● **WHAT YOU HAVE TO DO**:
Please reproduce the entire listing, character for character.
..........
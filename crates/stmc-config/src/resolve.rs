//! Configuration resolution, path discovery and environment overrides.
//!
//! Resolution order: explicit path → environment variables → XDG paths → defaults.

use crate::validate::{validate_config, ValidationError, ValidationResult};
use crate::TestConfig;
use std::path::{Path, PathBuf};

/// Where the configuration file was found.
#[derive(Debug, Clone, Copy, Default, PartialEq, Eq)]
pub enum ConfigSource {
    /// Explicitly provided by the caller.
    Explicit,

    /// Set via environment variable.
    Environment,

    /// Found in the XDG config directory.
    XdgConfig,

    /// Using built-in defaults.
    #[default]
    BuiltinDefault,
}

impl std::fmt::Display for ConfigSource {
    fn fmt(&self, f: &mut std::fmt::Formatter<'_>) -> std::fmt::Result {
        match self {
            ConfigSource::Explicit => write!(f, "explicit path"),
            ConfigSource::Environment => write!(f, "environment variable"),
            ConfigSource::XdgConfig => write!(f, "XDG config"),
            ConfigSource::BuiltinDefault => write!(f, "builtin default"),
        }
    }
}

/// Environment variable names.
pub const ENV_CONFIG_PATH: &str = "STMC_CONFIG";
pub const ENV_CONFIG_DIR: &str = "STMC_CONFIG_DIR";
pub const ENV_METHOD: &str = "STMC_METHOD";
pub const ENV_ALPHA: &str = "STMC_ALPHA";
pub const ENV_BETA: &str = "STMC_BETA";
pub const ENV_GAMMA: &str = "STMC_GAMMA";
pub const ENV_DELTA: &str = "STMC_DELTA";
pub const ENV_SAMPLE_BOUND: &str = "STMC_SAMPLE_BOUND";
pub const ENV_MIN_ITERS: &str = "STMC_MIN_ITERS";
pub const ENV_AFTER_COMPLETION: &str = "STMC_AFTER_COMPLETION";

/// Config file names, probed in this order inside a directory.
const CONFIG_FILENAMES: [&str; 2] = ["stmc.json", "stmc.toml"];

/// Application name for XDG directories.
const APP_NAME: &str = "stmc";

/// Resolve the configuration file path.
///
/// 1. Explicit path (if it exists)
/// 2. `STMC_CONFIG` (direct path)
/// 3. `STMC_CONFIG_DIR` + file name
/// 4. XDG config directory (`~/.config/stmc/`)
/// 5. Built-in defaults (None)
pub fn resolve_config_path(explicit: Option<&Path>) -> (Option<PathBuf>, ConfigSource) {
    if let Some(path) = explicit {
        if path.exists() {
            return (Some(path.to_path_buf()), ConfigSource::Explicit);
        }
    }

    if let Ok(env_path) = std::env::var(ENV_CONFIG_PATH) {
        let path = PathBuf::from(env_path);
        if path.exists() {
            return (Some(path), ConfigSource::Environment);
        }
    }

    if let Ok(dir) = std::env::var(ENV_CONFIG_DIR) {
        if let Some(path) = find_in_dir(Path::new(&dir)) {
            return (Some(path), ConfigSource::Environment);
        }
    }

    if let Some(xdg) = dirs::config_dir() {
        if let Some(path) = find_in_dir(&xdg.join(APP_NAME)) {
            return (Some(path), ConfigSource::XdgConfig);
        }
    }

    (None, ConfigSource::BuiltinDefault)
}

fn find_in_dir(dir: &Path) -> Option<PathBuf> {
    CONFIG_FILENAMES
        .iter()
        .map(|name| dir.join(name))
        .find(|path| path.is_file())
}

/// Resolve, load, apply environment overrides and validate.
pub fn load_config(explicit: Option<&Path>) -> ValidationResult<(TestConfig, ConfigSource)> {
    let (path, source) = resolve_config_path(explicit);
    if let (None, Some(requested)) = (&path, explicit) {
        return Err(ValidationError::IoError(format!(
            "config file {} does not exist",
            requested.display()
        )));
    }

    let mut config = match path {
        Some(ref p) => TestConfig::from_file(p)?,
        None => TestConfig::default(),
    };
    apply_env_overrides(&mut config)?;
    validate_config(&config)?;
    Ok((config, source))
}

/// Apply `STMC_*` overrides. A probability variable set to `none` (or
/// `missing`, or an empty string) unsets that parameter so it gets solved.
pub fn apply_env_overrides(config: &mut TestConfig) -> ValidationResult<()> {
    if let Ok(val) = std::env::var(ENV_METHOD) {
        config.method = val.parse().map_err(|message| ValidationError::InvalidValue {
            field: ENV_METHOD.to_string(),
            message,
        })?;
    }
    if let Some(v) = env_optional_f64(ENV_ALPHA)? {
        config.alpha = v;
    }
    if let Some(v) = env_optional_f64(ENV_BETA)? {
        config.beta = v;
    }
    if let Some(v) = env_optional_f64(ENV_GAMMA)? {
        config.gamma = v;
    }
    if let Some(v) = env_optional_f64(ENV_DELTA)? {
        config.delta = v;
    }
    if let Ok(val) = std::env::var(ENV_SAMPLE_BOUND) {
        config.sample_bound = if is_unset_marker(&val) {
            None
        } else {
            Some(parse_u64(ENV_SAMPLE_BOUND, &val)?)
        };
    }
    if let Ok(val) = std::env::var(ENV_MIN_ITERS) {
        config.min_iters = parse_u64(ENV_MIN_ITERS, &val)?;
    }
    if let Ok(val) = std::env::var(ENV_AFTER_COMPLETION) {
        config.after_completion =
            val.parse().map_err(|message| ValidationError::InvalidValue {
                field: ENV_AFTER_COMPLETION.to_string(),
                message,
            })?;
    }
    Ok(())
}

fn is_unset_marker(val: &str) -> bool {
    matches!(val.trim().to_lowercase().as_str(), "" | "none" | "missing" | "null")
}

/// `Ok(None)` when the variable is absent, `Ok(Some(None))` when it unsets
/// the parameter.
fn env_optional_f64(key: &str) -> ValidationResult<Option<Option<f64>>> {
    let Ok(val) = std::env::var(key) else {
        return Ok(None);
    };
    if is_unset_marker(&val) {
        return Ok(Some(None));
    }
    val.trim()
        .parse::<f64>()
        .map(|v| Some(Some(v)))
        .map_err(|e| ValidationError::InvalidValue {
            field: key.to_string(),
            message: format!("'{}' is not a number: {}", val, e),
        })
}

fn parse_u64(key: &str, val: &str) -> ValidationResult<u64> {
    val.trim()
        .parse::<u64>()
        .map_err(|e| ValidationError::InvalidValue {
            field: key.to_string(),
            message: format!("'{}' is not a non-negative integer: {}", val, e),
        })
}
..........
● **RESPONSE AREA**:
filename crates/stmc-config/src/resolve.rs
//! Configuration resolution, path discovery and environment overrides.
//!
//! Resolution order: explicit path → environment variables → XDG paths → defaults.

use crate::validate::{validate_config, ValidationError, ValidationResult};
use crate::TestConfig;
use std::path::{Path, PathBuf};

/// Where the configuration file was found.
#[derive(Debug, Clone, Copy, Default, PartialEq, Eq)]
pub enum ConfigSource {
    /// Explicitly provided by the caller.
    Explicit,

    /// Set via environment variable.
    Environment,

    /// Found in the XDG config directory.
    XdgConfig,

    /// Using built-in defaults.
    #[default]
    BuiltinDefault,
}

impl std::fmt::Display for ConfigSource {
    fn fmt(&self, f: &mut std::fmt::Formatter<'_>) -> std::fmt::Result {
        match self {
            ConfigSource::Explicit => write!(f, "explicit path"),
            ConfigSource::Environment => write!(f, "environment variable"),
            ConfigSource::XdgConfig => write!(f, "XDG config"),
            ConfigSource::BuiltinDefault => write!(f, "builtin default"),
        }
    }
}

/// Environment variable names.
pub const ENV_CONFIG_PATH: &str = "STMC_CONFIG";
pub const ENV_CONFIG_DIR: &str = "STMC_CONFIG_DIR";
pub const ENV_METHOD: &str = "STMC_METHOD";
pub const ENV_ALPHA: &str = "STMC_ALPHA";
pub const ENV_BETA: &str = "STMC_BETA";
pub const ENV_GAMMA: &str = "STMC_GAMMA";
pub const ENV_DELTA: &str = "STMC_DELTA";
pub const ENV_SAMPLE_BOUND: &str = "STMC_SAMPLE_BOUND";
pub const ENV_MIN_ITERS: &str = "STMC_MIN_ITERS";
pub const ENV_AFTER_COMPLETION: &str = "STMC_AFTER_COMPLETION";

/// Config file names, probed in this order inside a directory.
const CONFIG_FILENAMES: [&str; 2] = ["stmc.json", "stmc.toml"];

/// Application name for XDG directories.
const APP_NAME: &str = "stmc";

/// Resolve the configuration file path.
///
/// 1. Explicit path (if it exists)
/// 2. `STMC_CONFIG` (direct path)
/// 3. `STMC_CONFIG_DIR` + file name
/// 4. XDG config directory (`~/.config/stmc/`)
/// 5. Built-in defaults (None)
pub fn resolve_config_path(explicit: Option<&Path>) -> (Option<PathBuf>, ConfigSource) {
    if let Some(path) = explicit {
        if path.exists() {
            return (Some(path.to_path_buf()), ConfigSource::Explicit);
        }
    }

    if let Ok(env_path) = std::env::var(ENV_CONFIG_PATH) {
        let path = PathBuf::from(env_path);
        if path.exists() {
            return (Some(path), ConfigSource::Environment);
        }
    }

    if let Ok(dir) = std::env::var(ENV_CONFIG_DIR) {
        if let Some(path) = find_in_dir(Path::new(&dir)) {
            return (Some(path), ConfigSource::Environment);
        }
    }

    if let Some(xdg) = dirs::config_dir() {
        if let Some(path) = find_in_dir(&xdg.join(APP_NAME)) {
            return (Some(path), ConfigSource::XdgConfig);
        }
    }

    (None, ConfigSource::BuiltinDefault)
}

fn find_in_dir(dir: &Path) -> Option<PathBuf> {
    CONFIG_FILENAMES
        .iter()
        .map(|name| dir.join(name))
        .find(|path| path.is_file())
}

/// Resolve, load, apply environment overrides and validate.
pub fn load_config(explicit: Option<&Path>) -> ValidationResult<(TestConfig, ConfigSource)> {
    let (path, source) = resolve_config_path(explicit);
    if let (None, Some(requested)) = (&path, explicit) {
        return Err(ValidationError::IoError(format!(
            "config file {} does not exist",
            requested.display()
        )));
    }

    let mut config = match path {
        Some(ref p) => TestConfig::from_file(p)?,
        None => TestConfig::default(),
    };
    apply_env_overrides(&mut config)?;
    validate_config(&config)?;
    Ok((config, source))
}

/// Apply `STMC_*` overrides. A probability variable set to `none` (or
/// `missing`, or an empty string) unsets that parameter so it gets solved.
pub fn apply_env_overrides(config: &mut TestConfig) -> ValidationResult<()> {
    if let Ok(val) = std::env::var(ENV_METHOD) {
        config.method = val.parse().map_err(|message| ValidationError::InvalidValue {
            field: ENV_METHOD.to_string(),
            message,
        })?;
    }
    if let Some(v) = env_optional_f64(ENV_ALPHA)? {
        config.alpha = v;
    }
    if let Some(v) = env_optional_f64(ENV_BETA)? {
        config.beta = v;
    }
    if let Some(v) = env_optional_f64(ENV_GAMMA)? {
        config.gamma = v;
    }
    if let Some(v) = env_optional_f64(ENV_DELTA)? {
        config.delta = v;
    }
    if let Ok(val) = std::env::var(ENV_SAMPLE_BOUND) {
        config.sample_bound = if is_unset_marker(&val) {
            None
        } else {
            Some(parse_u64(ENV_SAMPLE_BOUND, &val)?)
        };
    }
    if let Ok(val) = std::env::var(ENV_MIN_ITERS) {
        config.min_iters = parse_u64(ENV_MIN_ITERS, &val)?;
    }
    if let Ok(val) = std::env::var(ENV_AFTER_COMPLETION) {
        config.after_completion =
            val.parse().map_err(|message| ValidationError::InvalidValue {
                field: ENV_AFTER_COMPLETION.to_string(),
                message,
            })?;
    }
    Ok(())
}

fn is_unset_marker(val: &str) -> bool {
    matches!(val.trim().to_lowercase().as_str(), "" | "none" | "missing" | "null")
}

/// `Ok(None)` when the variable is absent, `Ok(Some(None))` when it unsets
/// the parameter.
fn env_optional_f64(key: &str) -> ValidationResult<Option<Option<f64>>> {
    let Ok(val) = std::env::var(key) else {
        return Ok(None);
    };
    if is_unset_marker(&val) {
        return Ok(Some(None));
    }
    val.trim()
        .parse::<f64>()
        .map(|v| Some(Some(v)))
        .map_err(|e| ValidationError::InvalidValue {
            field: key.to_string(),
            message: format!("'{}' is not a number: {}", val, e),
        })
}

fn parse_u64(key: &str, val: &str) -> ValidationResult<u64> {
    val.trim()
        .parse::<u64>()
        .map_err(|e| ValidationError::InvalidValue {
            field: key.to_string(),
            message: format!("'{}' is not a non-negative integer: {}", val, e),
        })
}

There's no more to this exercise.